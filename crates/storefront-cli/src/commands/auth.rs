//! Account commands: login, registration, logout and profile.

use std::io::{self, Write};

use anyhow::{bail, Context, Result};
use storefront_core::models::{ChangePasswordRequest, ProfileUpdate, RegisterRequest};
use storefront_core::{ApiClient, CartState, Config};
use tracing::warn;

use crate::output;

use super::require_login;

/// Password source for non-interactive use
const PASSWORD_ENV: &str = "STOREFRONT_PASSWORD";

pub async fn login(api: &ApiClient, config: &mut Config, email: Option<String>, admin: bool) -> Result<()> {
    let email = match email {
        Some(email) => email,
        None => prompt_email(config.last_email.as_deref())?,
    };
    let password = password("Password: ")?;

    println!("Authenticating...");
    let user = if admin {
        api.session().admin_login(&email, &password).await?
    } else {
        api.session().login(&email, &password).await?
    };

    remember_email(config, &email);

    if api.session().is_admin() {
        println!("Welcome back, {} (admin)", user.name);
    } else {
        println!("Welcome back, {}", user.name);
        // Pick up anything left in a guest cart
        let mut cart = CartState::new();
        cart.merge(api, None).await;
    }
    Ok(())
}

pub async fn register(api: &ApiClient, config: &mut Config, name: String, email: String) -> Result<()> {
    let password = password("Password: ")?;
    let confirmation = password_confirmation(&password)?;

    let registration = RegisterRequest {
        name,
        email: email.clone(),
        password,
        password_confirmation: confirmation,
    };
    let user = api.session().register(&registration).await?;

    remember_email(config, &email);
    println!("Account created. Signed in as {}", user.email);
    Ok(())
}

/// Always erases the stored tokens, even when the session was never verified.
pub async fn logout(api: &ApiClient, all: bool) -> Result<()> {
    if all {
        api.session().logout_all().await?;
        println!("Logged out on all devices.");
    } else {
        api.session().logout().await?;
        println!("Logged out.");
    }
    Ok(())
}

pub async fn whoami(api: &ApiClient, json: bool) -> Result<()> {
    let Some(user) = api.session().current_user() else {
        println!("Not logged in.");
        return Ok(());
    };
    if json {
        return output::print_json(&user);
    }
    output::user_detail(&user);
    if let Some(expires) = api.session().access_expires_at() {
        println!("Token expires: {}", expires.format("%Y-%m-%d %H:%M UTC"));
    }
    Ok(())
}

pub async fn update_profile(
    api: &ApiClient,
    name: Option<String>,
    email: Option<String>,
    mobile: Option<String>,
    address: Option<String>,
    json: bool,
) -> Result<()> {
    require_login(api)?;
    if name.is_none() && email.is_none() && mobile.is_none() && address.is_none() {
        bail!("Nothing to update. Pass --name, --email, --mobile or --address.");
    }

    let update = ProfileUpdate {
        name,
        email,
        mobile_number: mobile,
        address,
        ..Default::default()
    };
    let user = api.session().update_profile(&update).await?;
    if json {
        return output::print_json(&user);
    }
    println!("Profile updated.");
    output::user_detail(&user);
    Ok(())
}

pub async fn change_password(api: &ApiClient) -> Result<()> {
    require_login(api)?;
    let current_password = rpassword::prompt_password("Current password: ")?;
    let password = rpassword::prompt_password("New password: ")?;
    let password_confirmation = password_confirmation(&password)?;

    api.session()
        .change_password(&ChangePasswordRequest {
            current_password,
            password,
            password_confirmation,
        })
        .await?;
    println!("Password changed.");
    Ok(())
}

fn remember_email(config: &mut Config, email: &str) {
    config.last_email = Some(email.to_string());
    if let Err(e) = config.save() {
        warn!(error = %format!("{:#}", e), "Failed to save config");
    }
}

fn prompt_email(last: Option<&str>) -> Result<String> {
    match last {
        Some(last) => print!("Email [{}]: ", last),
        None => print!("Email: "),
    }
    io::stdout().flush()?;

    let mut input = String::new();
    io::stdin().read_line(&mut input)?;
    let input = input.trim();

    match (input.is_empty(), last) {
        (false, _) => Ok(input.to_string()),
        (true, Some(last)) => Ok(last.to_string()),
        (true, None) => bail!("Email is required"),
    }
}

pub(crate) fn password(prompt: &str) -> Result<String> {
    if let Ok(password) = std::env::var(PASSWORD_ENV) {
        return Ok(password);
    }
    rpassword::prompt_password(prompt).context("Failed to read password")
}

pub(crate) fn password_confirmation(password: &str) -> Result<String> {
    if std::env::var(PASSWORD_ENV).is_ok() {
        return Ok(password.to_string());
    }
    let confirmation = rpassword::prompt_password("Confirm password: ").context("Failed to read password")?;
    if confirmation != password {
        bail!("Passwords do not match");
    }
    Ok(confirmation)
}
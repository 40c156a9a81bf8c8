//! Token newtypes that never leak their value through `Debug`.

use std::fmt;

/// Short-lived bearer credential attached to authenticated calls.
#[derive(Clone, PartialEq, Eq)]
pub struct AccessToken(String);

impl AccessToken {
    pub fn new(token: impl Into<String>) -> Self {
        Self(token.into())
    }

    /// Use only when constructing authorization headers or persisting.
    pub fn as_str(&self) -> &str {
        &self.0
    }
}

impl fmt::Debug for AccessToken {
    fn fmt(&self, f: &mut fmt::Formatter<'_>) -> fmt::Result {
        f.debug_tuple("AccessToken").field(&"[REDACTED]").finish()
    }
}

/// Longer-lived credential exchanged for a new access token.
#[derive(Clone, PartialEq, Eq)]
pub struct RefreshToken(String);

impl RefreshToken {
    pub fn new(token: impl Into<String>) -> Self {
        Self(token.into())
    }

    /// Use only when constructing refresh requests or persisting.
    pub fn as_str(&self) -> &str {
        &self.0
    }
}

impl fmt::Debug for RefreshToken {
    fn fmt(&self, f: &mut fmt::Formatter<'_>) -> fmt::Result {
        f.debug_tuple("RefreshToken").field(&"[REDACTED]").finish()
    }
}

#[cfg(test)]
mod tests {
    use super::*;

    #[test]
    fn test_tokens_hide_value_in_debug() {
        let access = AccessToken::new("eyJhbGciOiJIUzI1NiJ9.access");
        let refresh = RefreshToken::new("refresh-secret");
        assert_eq!(format!("{:?}", access), "AccessToken(\"[REDACTED]\")");
        assert!(!format!("{:?}", refresh).contains("refresh-secret"));
        assert_eq!(access.as_str(), "eyJhbGciOiJIUzI1NiJ9.access");
    }
}
//! Authentication module for managing the user session and its tokens.
//!
//! This module provides:
//! - `SessionManager`: token ownership, credential attachment, refresh-and-retry
//! - `CredentialStore`: durable token storage (OS keychain via keyring, or in memory)
//! - `Role` / `is_admin_role_set`: customer vs admin classification
//!
//! Tokens are persisted under the keys `access_token` and `refresh_token`.

pub mod credentials;
pub mod roles;
pub mod session;
pub mod tokens;

pub use credentials::{CredentialStore, KeyringStore, MemoryStore, ACCESS_TOKEN_KEY, REFRESH_TOKEN_KEY};
pub use roles::{is_admin_role_set, Role};
pub use session::{AuthResponse, AuthStatus, RefreshResponse, SessionManager};
pub use tokens::{AccessToken, RefreshToken};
★ ★ ★
> GOAL OF THE EXERCISE
Copy out every line of the data that includes the word "never".

> ANSWER FOR THE TASK
/// Always erases the stored tokens, even when the session was never verified.
//! Token newtypes that never leak their value through `Debug`.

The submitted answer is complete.